Work to be completed
This exercise calls for an exact copy of the listing below.

Data
____
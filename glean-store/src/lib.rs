//! Persistent key-value storage and the API key store built on it.
//!
//! - [`kv`]: the [`kv::KeyValueStore`] trait with JSON-file and in-memory
//!   backends
//! - [`keys`]: [`keys::KeyStore`], the list of saved API keys plus the
//!   selected-key pointer and the legacy single-key slot

pub mod keys;
pub mod kv;

pub use keys::KeyStore;
pub use kv::{FileStore, KeyValueStore, MemoryStore};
____
Completed exercise
filename glean-store/src/lib.rs
//! Persistent key-value storage and the API key store built on it.
//!
//! - [`kv`]: the [`kv::KeyValueStore`] trait with JSON-file and in-memory
//!   backends
//! - [`keys`]: [`keys::KeyStore`], the list of saved API keys plus the
//!   selected-key pointer and the legacy single-key slot

pub mod keys;
pub mod kv;

pub use keys::KeyStore;
pub use kv::{FileStore, KeyValueStore, MemoryStore};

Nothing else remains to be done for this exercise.